The white paper pointed to ballooning power demand from the electrification of new sectors — like transportation — and the expansion of power data centers and crypto mining. Nolan said the rules expose the economy to a host of power supply and grid reliability risks.

But a senior administration official told reporters in Wednesday's briefing that EPA included new flexibilities in the final rule to ensure that it wouldn’t lead to supply disruptions.

That includes a provision for short-term supply emergencies that allows gas plants to operate at a less stringent emissions rate — allowing new gas units, for example, to run more and provide more power temporarily without having to meet tougher pollution standards.

“So, it essentially sort of holds units harmless when they're providing service to the grid during these defined emergencies,” the official said.

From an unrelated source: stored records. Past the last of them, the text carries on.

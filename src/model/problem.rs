// SPDX-License-Identifier: MIT OR Apache-2.0
// Copyright (c) 2025 Ian Philip Eglin
//! CFSTP problem state: tasks, agents, demands, locations, speeds, coalition
//! values and the dynamism schedule.

use super::location::Location;
use super::types::{AgentId, Demand, TaskId};
use super::value::CoalitionValues;
use crate::error::{Error, Result};
use serde::{Deserialize, Serialize};

/// Percentages of the horizon during which agents leave
const AGENTS_DECREASE_WINDOW: (i32, i32) = (15, 70);
/// Percentage of the horizon during which tasks keep appearing
const TASKS_INCREASE_END: i32 = 50;

#[derive(Debug, Clone, Copy, PartialEq, Eq, Default, Serialize, Deserialize)]
#[serde(rename_all = "snake_case")]
pub enum DynamismKind {
    #[default]
    Static,
    /// Agents are disabled one by one during the middle of the horizon
    AgentsDecrease,
    /// Tasks start disabled and are enabled during the first half of the horizon
    TasksIncrease,
}

/// What changed in one call of [`Problem::advance_dynamism`]
#[derive(Debug, Clone, Default, PartialEq, Eq)]
pub struct DynamismChange {
    pub disabled_agents: Vec<usize>,
    pub enabled_tasks: Vec<usize>,
}

impl DynamismChange {
    pub fn is_empty(&self) -> bool {
        self.disabled_agents.is_empty() && self.enabled_tasks.is_empty()
    }
}

#[derive(Debug, Clone)]
pub struct Problem {
    agents: Vec<AgentId>,
    tasks: Vec<TaskId>,
    initial_agent_locations: Vec<Location>,
    task_locations: Vec<Location>,
    demands: Vec<Demand>,
    speeds: Vec<f32>,
    values: CoalitionValues,
    dynamism: DynamismKind,
    agent_enabled: Vec<bool>,
    task_enabled: Vec<bool>,
    max_deadline: i32,
    min_deadline: i32,
    max_workload: i32,
    min_workload: i32,
}

impl Problem {
    /// Build and validate a static problem with unit speeds.
    pub fn new(
        agents: Vec<AgentId>,
        tasks: Vec<TaskId>,
        initial_agent_locations: Vec<Location>,
        task_locations: Vec<Location>,
        demands: Vec<Demand>,
        values: CoalitionValues,
    ) -> Result<Self> {
        if initial_agent_locations.len() != agents.len() {
            return Err(Error::DimensionMismatch(format!(
                "{} agents but {} agent locations",
                agents.len(),
                initial_agent_locations.len()
            )));
        }
        if task_locations.len() != tasks.len() || demands.len() != tasks.len() {
            return Err(Error::DimensionMismatch(format!(
                "{} tasks, {} task locations, {} demands",
                tasks.len(),
                task_locations.len(),
                demands.len()
            )));
        }
        for (task, demand) in demands.iter().enumerate() {
            if !demand.is_valid() {
                return Err(Error::InvalidDemand {
                    task,
                    deadline: demand.deadline,
                    workload: demand.workload,
                });
            }
        }
        let mut locations = initial_agent_locations.iter().chain(task_locations.iter());
        if let Some(first) = locations.next() {
            if let Some(other) = locations.find(|l| !l.same_kind(first)) {
                return Err(Error::LocationMismatch(first.kind(), other.kind()));
            }
        }

        let max_deadline = demands.iter().map(|d| d.deadline).max().unwrap_or(0);
        let min_deadline = demands.iter().map(|d| d.deadline).min().unwrap_or(0);
        let max_workload = demands.iter().map(|d| d.workload).max().unwrap_or(0);
        let min_workload = demands.iter().map(|d| d.workload).min().unwrap_or(0);

        Ok(Self {
            speeds: vec![1.0; agents.len()],
            agent_enabled: vec![true; agents.len()],
            task_enabled: vec![true; tasks.len()],
            agents,
            tasks,
            initial_agent_locations,
            task_locations,
            demands,
            values,
            dynamism: DynamismKind::Static,
            max_deadline,
            min_deadline,
            max_workload,
            min_workload,
        })
    }

    pub fn with_speeds(mut self, speeds: Vec<f32>) -> Result<Self> {
        if speeds.len() != self.agents.len() {
            return Err(Error::DimensionMismatch(format!(
                "{} agents but {} speeds",
                self.agents.len(),
                speeds.len()
            )));
        }
        if let Some((agent, speed)) = speeds
            .iter()
            .enumerate()
            .find(|(_, s)| !(s.is_finite() && **s > 0.0))
        {
            return Err(Error::InvalidSpeed {
                agent,
                speed: *speed,
            });
        }
        self.speeds = speeds;
        Ok(self)
    }

    pub fn with_dynamism(mut self, dynamism: DynamismKind) -> Self {
        self.dynamism = dynamism;
        self.agent_enabled = vec![true; self.agents.len()];
        self.task_enabled = vec![dynamism != DynamismKind::TasksIncrease; self.tasks.len()];
        self
    }

    pub fn agent_count(&self) -> usize {
        self.agents.len()
    }

    pub fn task_count(&self) -> usize {
        self.tasks.len()
    }

    pub fn agent_id(&self, agent: usize) -> AgentId {
        self.agents[agent]
    }

    pub fn task_id(&self, task: usize) -> TaskId {
        self.tasks[task]
    }

    pub fn initial_agent_location(&self, agent: usize) -> &Location {
        &self.initial_agent_locations[agent]
    }

    pub fn task_location(&self, task: usize) -> &Location {
        &self.task_locations[task]
    }

    pub fn demand(&self, task: usize) -> Demand {
        self.demands[task]
    }

    pub fn deadline(&self, task: usize) -> i32 {
        self.demands[task].deadline
    }

    pub fn workload(&self, task: usize) -> i32 {
        self.demands[task].workload
    }

    pub fn agent_speed(&self, agent: usize) -> f32 {
        self.speeds[agent]
    }

    pub fn values(&self) -> &CoalitionValues {
        &self.values
    }

    pub fn dynamism(&self) -> DynamismKind {
        self.dynamism
    }

    pub fn is_dynamic(&self) -> bool {
        self.dynamism != DynamismKind::Static
    }

    pub fn max_deadline(&self) -> i32 {
        self.max_deadline
    }

    pub fn min_deadline(&self) -> i32 {
        self.min_deadline
    }

    pub fn max_workload(&self) -> i32 {
        self.max_workload
    }

    pub fn min_workload(&self) -> i32 {
        self.min_workload
    }

    pub fn is_agent_enabled(&self, agent: usize) -> bool {
        self.agent_enabled[agent]
    }

    pub fn is_task_enabled(&self, task: usize) -> bool {
        self.task_enabled[task]
    }

    pub fn enabled_agent_count(&self) -> usize {
        self.agent_enabled.iter().filter(|e| **e).count()
    }

    pub fn enabled_task_count(&self) -> usize {
        self.task_enabled.iter().filter(|e| **e).count()
    }

    /// Travel time between two locations at the given speed
    pub fn travel_time(&self, from: &Location, to: &Location, speed: f32) -> Result<i32> {
        from.travel_time(to, speed)
    }

    /// Probability that an urgent value model perturbs `task`: earlier deadlines
    /// are more urgent.
    pub fn urgency(&self, task: usize) -> f32 {
        1.0 - self.demands[task].deadline as f32 / (self.max_deadline + 1) as f32
    }

    /// Work per tick of `coalition` (agent indices) on `task`
    pub fn coalition_value(&self, task: usize, coalition: &[usize]) -> f32 {
        self.values.value(task, coalition, self.urgency(task))
    }

    /// Apply the dynamism schedule for tick `time`.
    pub fn advance_dynamism(&mut self, time: i32) -> DynamismChange {
        let mut change = DynamismChange::default();
        let horizon = self.max_deadline;
        match self.dynamism {
            DynamismKind::Static => {}
            DynamismKind::AgentsDecrease => {
                let count = self.agents.len() as i32;
                let (from, to) = AGENTS_DECREASE_WINDOW;
                let outside = time * 100 < from * horizon || time * 100 > to * horizon;
                if horizon <= 0 || count == 0 || outside {
                    return change;
                }
                let step = (horizon + count - 1) / count;
                let start = (from * horizon + 99) / 100;
                if (time - start) % step != 0 {
                    return change;
                }
                if let Some(agent) = self.agent_enabled.iter().position(|e| *e) {
                    self.agent_enabled[agent] = false;
                    change.disabled_agents.push(agent);
                }
            }
            DynamismKind::TasksIncrease => {
                if time * 100 > TASKS_INCREASE_END * horizon {
                    return change;
                }
                let count = self.tasks.len();
                let batch = if horizon <= 1 {
                    count
                } else {
                    count.div_ceil((horizon / 2) as usize)
                };
                let pending: Vec<usize> = (0..count)
                    .filter(|t| !self.task_enabled[*t])
                    .take(batch)
                    .collect();
                for task in pending {
                    self.task_enabled[task] = true;
                    change.enabled_tasks.push(task);
                }
            }
        }
        change
    }
}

The final rule also allows states to keep online retiring power plants for an additional year if they can demonstrate the unit's retirement threatens grid reliability. The aim is to address concerns that fossil fueled power plants might exit the grid before their generation can be replaced.

Michelle Solomon, a senior policy analyst at Energy Innovation, said the long lead times EPA is providing for its rules should prevent supply shocks.

“What's happening right now is that because of the poor economics of coal, coal plants are retiring unexpectedly, and it's leaving grid operators, utilities, etc., kind of caught flat-footed without having planned for the new capacity and the new transmission needed to stabilize the grid in that area for when that coal plant retires,” she said. “So what we really see as missing right now is that proactive planning for these retirements that are going to be inevitably coming.”